:: REQUIRED WORK ::
Do any lines in the data below contain "const"? If so, copy every one of them.
*** Opening EXERCISE DATA ***
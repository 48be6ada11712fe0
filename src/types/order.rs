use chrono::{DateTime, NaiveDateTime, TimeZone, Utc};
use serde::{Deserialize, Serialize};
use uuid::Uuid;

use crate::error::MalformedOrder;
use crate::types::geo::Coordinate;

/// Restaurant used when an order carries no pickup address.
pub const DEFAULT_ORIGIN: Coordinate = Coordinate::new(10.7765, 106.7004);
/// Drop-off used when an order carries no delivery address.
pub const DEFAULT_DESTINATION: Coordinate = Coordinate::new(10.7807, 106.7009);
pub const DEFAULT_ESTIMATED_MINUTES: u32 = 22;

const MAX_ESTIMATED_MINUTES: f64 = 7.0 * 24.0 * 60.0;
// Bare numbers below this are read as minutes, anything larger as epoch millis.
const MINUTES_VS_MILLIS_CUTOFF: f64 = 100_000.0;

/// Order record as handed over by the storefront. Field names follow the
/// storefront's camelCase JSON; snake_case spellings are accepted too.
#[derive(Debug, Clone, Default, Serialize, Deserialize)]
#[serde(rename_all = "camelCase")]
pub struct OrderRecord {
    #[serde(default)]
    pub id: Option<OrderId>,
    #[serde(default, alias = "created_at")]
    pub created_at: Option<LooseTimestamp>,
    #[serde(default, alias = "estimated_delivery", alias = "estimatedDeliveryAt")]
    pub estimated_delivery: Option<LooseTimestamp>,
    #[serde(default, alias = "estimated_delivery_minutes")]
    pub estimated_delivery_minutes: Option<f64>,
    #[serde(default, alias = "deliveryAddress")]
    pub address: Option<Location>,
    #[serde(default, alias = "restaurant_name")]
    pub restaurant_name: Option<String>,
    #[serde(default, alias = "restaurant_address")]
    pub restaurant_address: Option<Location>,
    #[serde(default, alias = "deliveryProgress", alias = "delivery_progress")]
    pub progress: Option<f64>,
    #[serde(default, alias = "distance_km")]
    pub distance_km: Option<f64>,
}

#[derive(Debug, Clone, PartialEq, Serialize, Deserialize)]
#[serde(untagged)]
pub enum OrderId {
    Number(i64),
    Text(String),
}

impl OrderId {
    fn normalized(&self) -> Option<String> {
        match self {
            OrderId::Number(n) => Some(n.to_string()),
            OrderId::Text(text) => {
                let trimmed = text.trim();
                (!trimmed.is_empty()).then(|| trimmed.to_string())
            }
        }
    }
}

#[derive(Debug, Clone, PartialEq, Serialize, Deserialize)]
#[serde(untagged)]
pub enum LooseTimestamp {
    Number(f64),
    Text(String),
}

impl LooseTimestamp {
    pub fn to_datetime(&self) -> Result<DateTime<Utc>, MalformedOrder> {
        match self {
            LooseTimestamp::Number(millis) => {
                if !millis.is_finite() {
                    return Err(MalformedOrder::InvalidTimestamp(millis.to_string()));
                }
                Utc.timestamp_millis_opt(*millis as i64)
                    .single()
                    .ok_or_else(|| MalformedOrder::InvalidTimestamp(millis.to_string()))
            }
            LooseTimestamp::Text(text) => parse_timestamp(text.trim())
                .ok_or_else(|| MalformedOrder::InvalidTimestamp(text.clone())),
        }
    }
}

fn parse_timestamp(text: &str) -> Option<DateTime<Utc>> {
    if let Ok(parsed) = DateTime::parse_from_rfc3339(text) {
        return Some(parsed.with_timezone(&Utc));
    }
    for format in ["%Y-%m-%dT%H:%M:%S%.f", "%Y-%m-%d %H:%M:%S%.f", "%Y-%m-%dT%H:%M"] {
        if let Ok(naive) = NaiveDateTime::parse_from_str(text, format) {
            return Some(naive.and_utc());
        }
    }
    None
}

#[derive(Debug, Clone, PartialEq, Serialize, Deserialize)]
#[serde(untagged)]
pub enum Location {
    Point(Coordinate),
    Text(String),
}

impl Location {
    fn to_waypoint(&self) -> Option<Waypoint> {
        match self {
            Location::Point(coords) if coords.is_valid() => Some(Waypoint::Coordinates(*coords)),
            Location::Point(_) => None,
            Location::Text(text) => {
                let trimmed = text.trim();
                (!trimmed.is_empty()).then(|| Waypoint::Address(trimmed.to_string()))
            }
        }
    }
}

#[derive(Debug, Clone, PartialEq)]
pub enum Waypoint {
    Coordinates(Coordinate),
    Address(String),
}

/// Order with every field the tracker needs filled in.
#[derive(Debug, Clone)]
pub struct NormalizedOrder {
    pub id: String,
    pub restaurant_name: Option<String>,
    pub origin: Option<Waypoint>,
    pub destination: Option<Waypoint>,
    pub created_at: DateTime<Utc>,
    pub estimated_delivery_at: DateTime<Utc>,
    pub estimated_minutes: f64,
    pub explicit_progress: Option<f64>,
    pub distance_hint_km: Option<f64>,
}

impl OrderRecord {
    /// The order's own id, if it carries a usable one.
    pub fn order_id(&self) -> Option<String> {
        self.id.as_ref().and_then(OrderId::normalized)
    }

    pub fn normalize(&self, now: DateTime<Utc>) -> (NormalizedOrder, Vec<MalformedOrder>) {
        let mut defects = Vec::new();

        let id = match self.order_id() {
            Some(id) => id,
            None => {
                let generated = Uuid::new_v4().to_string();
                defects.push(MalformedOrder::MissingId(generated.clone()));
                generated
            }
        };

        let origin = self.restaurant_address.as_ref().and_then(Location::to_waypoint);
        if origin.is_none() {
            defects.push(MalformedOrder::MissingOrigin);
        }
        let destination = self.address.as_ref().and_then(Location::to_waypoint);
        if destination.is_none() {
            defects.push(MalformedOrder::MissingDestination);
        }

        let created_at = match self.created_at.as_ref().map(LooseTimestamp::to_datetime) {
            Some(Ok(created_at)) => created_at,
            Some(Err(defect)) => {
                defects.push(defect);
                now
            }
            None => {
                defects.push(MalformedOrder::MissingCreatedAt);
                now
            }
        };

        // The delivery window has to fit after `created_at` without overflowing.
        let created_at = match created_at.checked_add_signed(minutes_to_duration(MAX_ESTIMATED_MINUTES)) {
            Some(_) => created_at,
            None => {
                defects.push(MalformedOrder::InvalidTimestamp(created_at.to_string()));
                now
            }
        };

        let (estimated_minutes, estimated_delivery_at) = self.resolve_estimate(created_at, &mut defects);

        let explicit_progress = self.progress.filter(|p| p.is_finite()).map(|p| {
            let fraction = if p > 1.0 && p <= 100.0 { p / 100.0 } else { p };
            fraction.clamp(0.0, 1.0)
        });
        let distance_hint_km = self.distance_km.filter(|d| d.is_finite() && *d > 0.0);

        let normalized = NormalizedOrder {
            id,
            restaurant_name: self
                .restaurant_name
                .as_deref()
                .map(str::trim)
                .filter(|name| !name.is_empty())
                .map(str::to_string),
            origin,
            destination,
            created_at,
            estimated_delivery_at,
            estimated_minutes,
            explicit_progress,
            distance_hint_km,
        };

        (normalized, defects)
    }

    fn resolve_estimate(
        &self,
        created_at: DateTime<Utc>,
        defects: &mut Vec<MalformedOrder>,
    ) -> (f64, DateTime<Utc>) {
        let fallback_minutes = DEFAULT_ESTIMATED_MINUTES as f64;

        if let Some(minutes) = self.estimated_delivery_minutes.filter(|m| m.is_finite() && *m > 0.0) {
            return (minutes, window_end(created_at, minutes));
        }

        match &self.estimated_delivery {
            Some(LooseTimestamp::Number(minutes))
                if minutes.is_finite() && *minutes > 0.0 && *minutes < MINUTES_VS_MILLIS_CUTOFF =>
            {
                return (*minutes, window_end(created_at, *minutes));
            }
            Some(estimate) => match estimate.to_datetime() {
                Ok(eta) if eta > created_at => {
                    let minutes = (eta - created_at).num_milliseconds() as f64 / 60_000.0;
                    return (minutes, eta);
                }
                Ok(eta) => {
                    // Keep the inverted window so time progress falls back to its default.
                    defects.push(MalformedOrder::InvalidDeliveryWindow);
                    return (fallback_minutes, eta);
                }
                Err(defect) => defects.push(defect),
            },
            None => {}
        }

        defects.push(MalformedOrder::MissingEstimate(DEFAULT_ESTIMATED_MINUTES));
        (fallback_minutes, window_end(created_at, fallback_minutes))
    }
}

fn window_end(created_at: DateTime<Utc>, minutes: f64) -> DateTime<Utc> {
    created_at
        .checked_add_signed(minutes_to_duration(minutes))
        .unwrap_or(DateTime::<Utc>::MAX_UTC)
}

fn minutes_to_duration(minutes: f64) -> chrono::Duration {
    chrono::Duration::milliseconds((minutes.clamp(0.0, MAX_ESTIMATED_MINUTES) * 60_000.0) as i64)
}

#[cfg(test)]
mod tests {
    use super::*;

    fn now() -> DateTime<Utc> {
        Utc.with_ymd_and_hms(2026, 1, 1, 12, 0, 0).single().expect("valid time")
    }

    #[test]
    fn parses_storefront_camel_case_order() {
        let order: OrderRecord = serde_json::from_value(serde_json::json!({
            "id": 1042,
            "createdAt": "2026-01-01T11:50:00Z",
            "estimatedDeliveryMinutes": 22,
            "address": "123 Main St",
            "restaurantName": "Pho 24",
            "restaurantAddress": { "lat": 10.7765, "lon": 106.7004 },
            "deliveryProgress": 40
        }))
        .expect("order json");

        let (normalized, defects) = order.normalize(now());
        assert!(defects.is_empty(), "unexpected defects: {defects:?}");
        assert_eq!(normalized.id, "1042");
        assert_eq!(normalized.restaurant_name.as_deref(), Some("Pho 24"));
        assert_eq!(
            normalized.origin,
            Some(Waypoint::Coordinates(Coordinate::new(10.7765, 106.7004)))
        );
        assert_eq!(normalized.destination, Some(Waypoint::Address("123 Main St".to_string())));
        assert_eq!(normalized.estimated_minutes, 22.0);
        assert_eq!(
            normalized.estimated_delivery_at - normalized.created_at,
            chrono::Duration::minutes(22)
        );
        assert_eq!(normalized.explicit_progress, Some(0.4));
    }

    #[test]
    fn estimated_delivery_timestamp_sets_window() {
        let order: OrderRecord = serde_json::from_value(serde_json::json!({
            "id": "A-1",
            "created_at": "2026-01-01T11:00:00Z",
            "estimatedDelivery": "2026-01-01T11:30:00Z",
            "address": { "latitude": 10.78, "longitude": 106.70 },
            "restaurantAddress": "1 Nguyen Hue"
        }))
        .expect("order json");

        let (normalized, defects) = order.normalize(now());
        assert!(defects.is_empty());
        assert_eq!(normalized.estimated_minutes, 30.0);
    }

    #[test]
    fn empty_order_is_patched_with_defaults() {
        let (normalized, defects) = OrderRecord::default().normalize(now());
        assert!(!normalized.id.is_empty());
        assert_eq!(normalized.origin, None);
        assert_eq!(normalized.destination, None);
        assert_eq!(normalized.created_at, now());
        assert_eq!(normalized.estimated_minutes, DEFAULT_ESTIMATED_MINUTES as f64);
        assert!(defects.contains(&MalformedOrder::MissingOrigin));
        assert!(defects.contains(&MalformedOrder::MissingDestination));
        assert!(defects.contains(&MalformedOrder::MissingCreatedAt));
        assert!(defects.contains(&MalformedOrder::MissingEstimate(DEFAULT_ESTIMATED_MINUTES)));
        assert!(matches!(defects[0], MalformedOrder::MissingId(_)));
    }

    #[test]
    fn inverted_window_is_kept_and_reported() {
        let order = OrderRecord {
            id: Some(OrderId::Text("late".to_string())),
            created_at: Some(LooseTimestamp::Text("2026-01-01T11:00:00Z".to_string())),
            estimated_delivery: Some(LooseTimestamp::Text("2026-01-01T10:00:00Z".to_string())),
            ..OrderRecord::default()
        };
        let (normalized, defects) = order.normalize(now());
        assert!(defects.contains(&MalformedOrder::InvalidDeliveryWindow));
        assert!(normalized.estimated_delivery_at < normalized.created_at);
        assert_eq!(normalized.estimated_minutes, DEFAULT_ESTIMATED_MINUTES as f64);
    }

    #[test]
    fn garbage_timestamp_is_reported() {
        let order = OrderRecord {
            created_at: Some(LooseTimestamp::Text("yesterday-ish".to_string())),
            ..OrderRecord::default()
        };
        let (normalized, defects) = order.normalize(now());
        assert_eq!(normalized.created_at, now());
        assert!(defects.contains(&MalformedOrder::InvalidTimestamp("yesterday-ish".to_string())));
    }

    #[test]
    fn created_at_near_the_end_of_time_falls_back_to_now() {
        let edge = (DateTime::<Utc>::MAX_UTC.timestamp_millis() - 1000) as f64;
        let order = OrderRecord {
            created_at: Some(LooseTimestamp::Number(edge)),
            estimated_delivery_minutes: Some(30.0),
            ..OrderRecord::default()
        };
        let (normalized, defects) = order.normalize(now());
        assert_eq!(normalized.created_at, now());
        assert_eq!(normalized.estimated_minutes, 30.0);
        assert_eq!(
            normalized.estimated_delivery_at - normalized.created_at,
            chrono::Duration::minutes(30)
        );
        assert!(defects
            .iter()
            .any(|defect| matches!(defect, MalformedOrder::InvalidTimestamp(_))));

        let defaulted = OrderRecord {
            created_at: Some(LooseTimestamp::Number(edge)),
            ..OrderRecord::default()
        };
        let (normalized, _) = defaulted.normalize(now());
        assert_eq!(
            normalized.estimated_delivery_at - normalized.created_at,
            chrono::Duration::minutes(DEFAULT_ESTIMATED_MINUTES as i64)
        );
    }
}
*** Closing EXERCISE DATA ***
:: TASK SOLUTION ::
pub const DEFAULT_ORIGIN: Coordinate = Coordinate::new(10.7765, 106.7004);
pub const DEFAULT_DESTINATION: Coordinate = Coordinate::new(10.7807, 106.7009);
pub const DEFAULT_ESTIMATED_MINUTES: u32 = 22;
const MAX_ESTIMATED_MINUTES: f64 = 7.0 * 24.0 * 60.0;
const MINUTES_VS_MILLIS_CUTOFF: f64 = 100_000.0;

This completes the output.